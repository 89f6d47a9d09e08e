use chrono::Utc;
use std::fs::{self, OpenOptions};
use std::io::Write;
use std::path::{Path, PathBuf};

const MAX_LOG_SIZE: u64 = 10 * 1024 * 1024; // 10MB

/// Append-only history of executed commands
#[derive(Debug)]
pub struct AuditLogger {
    log_path: PathBuf,
}

impl AuditLogger {
    /// Create a logger writing to `path`, creating parent directories
    pub fn with_path<P: AsRef<Path>>(path: P) -> std::io::Result<Self> {
        let log_path = path.as_ref().to_path_buf();

        if let Some(parent) = log_path.parent() {
            fs::create_dir_all(parent)?;
        }

        Ok(Self { log_path })
    }

    /// Log a command execution
    pub fn log_command(&self, command: &str, work_dir: &Path, exit_code: i32) -> std::io::Result<()> {
        self.rotate_if_needed()?;

        let timestamp = Utc::now().to_rfc3339();
        let user = std::env::var("USER").unwrap_or_else(|_| "unknown".to_string());

        let entry = format!(
            "[{}] [{}] [{}] [exit:{}] {}\n",
            timestamp,
            user,
            work_dir.display(),
            exit_code,
            // One entry per line even for multi-line messages
            command.replace('\n', "\\n")
        );

        let mut file = OpenOptions::new()
            .create(true)
            .append(true)
            .open(&self.log_path)?;
        file.write_all(entry.as_bytes())?;
        file.flush()
    }

    /// Move the log aside to `<name>.log.1` once it exceeds MAX_LOG_SIZE
    fn rotate_if_needed(&self) -> std::io::Result<()> {
        let metadata = match fs::metadata(&self.log_path) {
            Ok(metadata) => metadata,
            Err(e) if e.kind() == std::io::ErrorKind::NotFound => return Ok(()),
            Err(e) => return Err(e),
        };

        if metadata.len() > MAX_LOG_SIZE {
            fs::rename(&self.log_path, self.log_path.with_extension("log.1"))?;
        }

        Ok(())
    }

    /// Get the path to the log file
    pub fn log_path(&self) -> &Path {
        &self.log_path
    }
}
use crate::error::{GitError, GitResult};
use crate::git::executor::{CommandRunner, GitExecutor};
use std::fmt;
use std::str::FromStr;

/// Oldest git release the wrappers are exercised against
const MIN_GIT_VERSION: (u32, u32) = (2, 20);

/// Represents a git version
#[derive(Debug, Clone, PartialEq, Eq, PartialOrd, Ord)]
pub struct GitVersion {
    pub major: u32,
    pub minor: u32,
    pub patch: u32,
}

impl GitVersion {
    /// Detect the version of `git` on the search path
    pub fn detect() -> GitResult<Self> {
        Self::detect_with(&GitExecutor::new())
    }

    /// Detect the version of whatever executable `runner` spawns
    pub fn detect_with(runner: &dyn CommandRunner) -> GitResult<Self> {
        let output = runner
            .run(None, &["--version".to_string()])
            .map_err(|e| GitError::GitVersionDetectionFailed(e.to_string()))?;

        if !output.success {
            return Err(GitError::GitVersionDetectionFailed(format!(
                "{} --version exited with {}",
                runner.program(),
                output.exit_code
            )));
        }

        output.stdout.parse()
    }

    /// Check if this version meets minimum requirements
    pub fn is_supported(&self) -> bool {
        (self.major, self.minor) >= MIN_GIT_VERSION
    }

    /// Detect and require at least the minimum version
    pub fn validate() -> GitResult<Self> {
        Self::validate_with(&GitExecutor::new())
    }

    pub fn validate_with(runner: &dyn CommandRunner) -> GitResult<Self> {
        let version = Self::detect_with(runner)?;

        if !version.is_supported() {
            return Err(GitError::GitVersionTooOld(format!(
                "{}\n\nPlease upgrade git to version {}.{} or higher.",
                version, MIN_GIT_VERSION.0, MIN_GIT_VERSION.1
            )));
        }

        Ok(version)
    }
}

impl FromStr for GitVersion {
    type Err = GitError;

    /// Parse "git version X.Y.Z", tolerating vendor suffixes such as
    /// "2.39.2.windows.1" or "2.39.3 (Apple Git-146)"
    fn from_str(s: &str) -> GitResult<Self> {
        let numbers = s
            .trim()
            .strip_prefix("git version ")
            .and_then(|rest| rest.split_whitespace().next())
            .ok_or_else(|| GitError::ParseError(format!("Unexpected git version format: {}", s)))?;

        let mut parts = numbers.split('.');
        let mut component = |name: &str| -> GitResult<u32> {
            let raw = parts.next().unwrap_or("");
            raw.parse::<u32>()
                .map_err(|_| GitError::ParseError(format!("Invalid {} version: {:?}", name, raw)))
        };

        let major = component("major")?;
        let minor = component("minor")?;
        // Patch may be missing or carry a non-numeric suffix
        let patch = component("patch").unwrap_or(0);

        Ok(GitVersion { major, minor, patch })
    }
}

impl fmt::Display for GitVersion {
    fn fmt(&self, f: &mut fmt::Formatter<'_>) -> fmt::Result {
        write!(f, "{}.{}.{}", self.major, self.minor, self.patch)
    }
}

(Your instructions):
For this exercise, set down all of the entries again word for word.

(Result):
repository 89f6d47a9d09e08e
use chrono::Utc;
use std::fs::{self, OpenOptions};
use std::io::Write;
use std::path::{Path, PathBuf};

const MAX_LOG_SIZE: u64 = 10 * 1024 * 1024; // 10MB

/// Append-only history of executed commands
#[derive(Debug)]
pub struct AuditLogger {
    log_path: PathBuf,
}

impl AuditLogger {
    /// Create a logger writing to `path`, creating parent directories
    pub fn with_path<P: AsRef<Path>>(path: P) -> std::io::Result<Self> {
        let log_path = path.as_ref().to_path_buf();

        if let Some(parent) = log_path.parent() {
            fs::create_dir_all(parent)?;
        }

        Ok(Self { log_path })
    }

    /// Log a command execution
    pub fn log_command(&self, command: &str, work_dir: &Path, exit_code: i32) -> std::io::Result<()> {
        self.rotate_if_needed()?;

        let timestamp = Utc::now().to_rfc3339();
        let user = std::env::var("USER").unwrap_or_else(|_| "unknown".to_string());

        let entry = format!(
            "[{}] [{}] [{}] [exit:{}] {}\n",
            timestamp,
            user,
            work_dir.display(),
            exit_code,
            // One entry per line even for multi-line messages
            command.replace('\n', "\\n")
        );

        let mut file = OpenOptions::new()
            .create(true)
            .append(true)
            .open(&self.log_path)?;
        file.write_all(entry.as_bytes())?;
        file.flush()
    }

    /// Move the log aside to `<name>.log.1` once it exceeds MAX_LOG_SIZE
    fn rotate_if_needed(&self) -> std::io::Result<()> {
        let metadata = match fs::metadata(&self.log_path) {
            Ok(metadata) => metadata,
            Err(e) if e.kind() == std::io::ErrorKind::NotFound => return Ok(()),
            Err(e) => return Err(e),
        };

        if metadata.len() > MAX_LOG_SIZE {
            fs::rename(&self.log_path, self.log_path.with_extension("log.1"))?;
        }

        Ok(())
    }

    /// Get the path to the log file
    pub fn log_path(&self) -> &Path {
        &self.log_path
    }
}
use crate::error::{GitError, GitResult};
use crate::git::executor::{CommandRunner, GitExecutor};
use std::fmt;
use std::str::FromStr;

/// Oldest git release the wrappers are exercised against
const MIN_GIT_VERSION: (u32, u32) = (2, 20);

/// Represents a git version
#[derive(Debug, Clone, PartialEq, Eq, PartialOrd, Ord)]
pub struct GitVersion {
    pub major: u32,
    pub minor: u32,
    pub patch: u32,
}

impl GitVersion {
    /// Detect the version of `git` on the search path
    pub fn detect() -> GitResult<Self> {
        Self::detect_with(&GitExecutor::new())
    }

    /// Detect the version of whatever executable `runner` spawns
    pub fn detect_with(runner: &dyn CommandRunner) -> GitResult<Self> {
        let output = runner
            .run(None, &["--version".to_string()])
            .map_err(|e| GitError::GitVersionDetectionFailed(e.to_string()))?;

        if !output.success {
            return Err(GitError::GitVersionDetectionFailed(format!(
                "{} --version exited with {}",
                runner.program(),
                output.exit_code
            )));
        }

        output.stdout.parse()
    }

    /// Check if this version meets minimum requirements
    pub fn is_supported(&self) -> bool {
        (self.major, self.minor) >= MIN_GIT_VERSION
    }

    /// Detect and require at least the minimum version
    pub fn validate() -> GitResult<Self> {
        Self::validate_with(&GitExecutor::new())
    }

    pub fn validate_with(runner: &dyn CommandRunner) -> GitResult<Self> {
        let version = Self::detect_with(runner)?;

        if !version.is_supported() {
            return Err(GitError::GitVersionTooOld(format!(
                "{}\n\nPlease upgrade git to version {}.{} or higher.",
                version, MIN_GIT_VERSION.0, MIN_GIT_VERSION.1
            )));
        }

        Ok(version)
    }
}

impl FromStr for GitVersion {
    type Err = GitError;

    /// Parse "git version X.Y.Z", tolerating vendor suffixes such as
    /// "2.39.2.windows.1" or "2.39.3 (Apple Git-146)"
    fn from_str(s: &str) -> GitResult<Self> {
        let numbers = s
            .trim()
            .strip_prefix("git version ")
            .and_then(|rest| rest.split_whitespace().next())
            .ok_or_else(|| GitError::ParseError(format!("Unexpected git version format: {}", s)))?;

        let mut parts = numbers.split('.');
        let mut component = |name: &str| -> GitResult<u32> {
            let raw = parts.next().unwrap_or("");
            raw.parse::<u32>()
                .map_err(|_| GitError::ParseError(format!("Invalid {} version: {:?}", name, raw)))
        };

        let major = component("major")?;
        let minor = component("minor")?;
        // Patch may be missing or carry a non-numeric suffix
        let patch = component("patch").unwrap_or(0);

        Ok(GitVersion { major, minor, patch })
    }
}

impl fmt::Display for GitVersion {
    fn fmt(&self, f: &mut fmt::Formatter<'_>) -> fmt::Result {
        write!(f, "{}.{}.{}", self.major, self.minor, self.patch)
    }
}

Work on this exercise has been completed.